Task to carry out |
Reply with every entry, repeated exactly as given.

━━━ Record set

use crate::config::TelemetryConfig;
use std::fmt;
use tracing_subscriber::filter::ParseError;
use tracing_subscriber::EnvFilter;

#[derive(Debug)]
pub enum TelemetryError {
    Filter { directive: String, source: ParseError },
    Install(Box<dyn std::error::Error + Send + Sync>),
}

impl fmt::Display for TelemetryError {
    fn fmt(&self, f: &mut fmt::Formatter<'_>) -> fmt::Result {
        match self {
            TelemetryError::Filter { directive, .. } => {
                write!(f, "APP_LOG_LEVEL '{directive}' is not a valid tracing filter")
            }
            TelemetryError::Install(err) => {
                write!(f, "could not install the log subscriber: {err}")
            }
        }
    }
}

impl std::error::Error for TelemetryError {
    fn source(&self) -> Option<&(dyn std::error::Error + 'static)> {
        match self {
            TelemetryError::Filter { source, .. } => Some(source),
            TelemetryError::Install(err) => Some(&**err),
        }
    }
}

/// Installs the global subscriber. Logs go to stderr so a JSON report on stdout
/// can be piped untouched.
pub fn init(config: &TelemetryConfig) -> Result<(), TelemetryError> {
    tracing_subscriber::fmt()
        .with_env_filter(filter_for(config)?)
        .with_writer(std::io::stderr)
        .with_target(false)
        .with_ansi(false)
        .compact()
        .try_init()
        .map_err(TelemetryError::Install)
}

/// `RUST_LOG` takes precedence; the configured level applies only when it is unset
/// or unparsable.
fn filter_for(config: &TelemetryConfig) -> Result<EnvFilter, TelemetryError> {
    EnvFilter::try_from_default_env().or_else(|_| {
        EnvFilter::try_new(&config.log_level).map_err(|source| TelemetryError::Filter {
            directive: config.log_level.clone(),
            source,
        })
    })
}

#[cfg(test)]
mod tests {
    use super::*;

    #[test]
    fn malformed_level_names_the_directive() {
        if std::env::var_os("RUST_LOG").is_some() {
            return;
        }
        let config = TelemetryConfig {
            log_level: "readiness=loud".to_string(),
        };

        let error = filter_for(&config).expect_err("level 'loud' does not parse");
        assert_eq!(
            error.to_string(),
            "APP_LOG_LEVEL 'readiness=loud' is not a valid tracing filter"
        );
    }

    #[test]
    fn configured_level_builds_a_filter() {
        if std::env::var_os("RUST_LOG").is_some() {
            return;
        }
        let config = TelemetryConfig {
            log_level: "readiness_assessment=debug,warn".to_string(),
        };
        assert!(filter_for(&config).is_ok());
    }
}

━━━━━━

Exercise response |
use crate::config::TelemetryConfig;
use std::fmt;
use tracing_subscriber::filter::ParseError;
use tracing_subscriber::EnvFilter;

#[derive(Debug)]
pub enum TelemetryError {
    Filter { directive: String, source: ParseError },
    Install(Box<dyn std::error::Error + Send + Sync>),
}

impl fmt::Display for TelemetryError {
    fn fmt(&self, f: &mut fmt::Formatter<'_>) -> fmt::Result {
        match self {
            TelemetryError::Filter { directive, .. } => {
                write!(f, "APP_LOG_LEVEL '{directive}' is not a valid tracing filter")
            }
            TelemetryError::Install(err) => {
                write!(f, "could not install the log subscriber: {err}")
            }
        }
    }
}

impl std::error::Error for TelemetryError {
    fn source(&self) -> Option<&(dyn std::error::Error + 'static)> {
        match self {
            TelemetryError::Filter { source, .. } => Some(source),
            TelemetryError::Install(err) => Some(&**err),
        }
    }
}

/// Installs the global subscriber. Logs go to stderr so a JSON report on stdout
/// can be piped untouched.
pub fn init(config: &TelemetryConfig) -> Result<(), TelemetryError> {
    tracing_subscriber::fmt()
        .with_env_filter(filter_for(config)?)
        .with_writer(std::io::stderr)
        .with_target(false)
        .with_ansi(false)
        .compact()
        .try_init()
        .map_err(TelemetryError::Install)
}

/// `RUST_LOG` takes precedence; the configured level applies only when it is unset
/// or unparsable.
fn filter_for(config: &TelemetryConfig) -> Result<EnvFilter, TelemetryError> {
    EnvFilter::try_from_default_env().or_else(|_| {
        EnvFilter::try_new(&config.log_level).map_err(|source| TelemetryError::Filter {
            directive: config.log_level.clone(),
            source,
        })
    })
}

#[cfg(test)]
mod tests {
    use super::*;

    #[test]
    fn malformed_level_names_the_directive() {
        if std::env::var_os("RUST_LOG").is_some() {
            return;
        }
        let config = TelemetryConfig {
            log_level: "readiness=loud".to_string(),
        };

        let error = filter_for(&config).expect_err("level 'loud' does not parse");
        assert_eq!(
            error.to_string(),
            "APP_LOG_LEVEL 'readiness=loud' is not a valid tracing filter"
        );
    }

    #[test]
    fn configured_level_builds_a_filter() {
        if std::env::var_os("RUST_LOG").is_some() {
            return;
        }
        let config = TelemetryConfig {
            log_level: "readiness_assessment=debug,warn".to_string(),
        };
        assert!(filter_for(&config).is_ok());
    }
}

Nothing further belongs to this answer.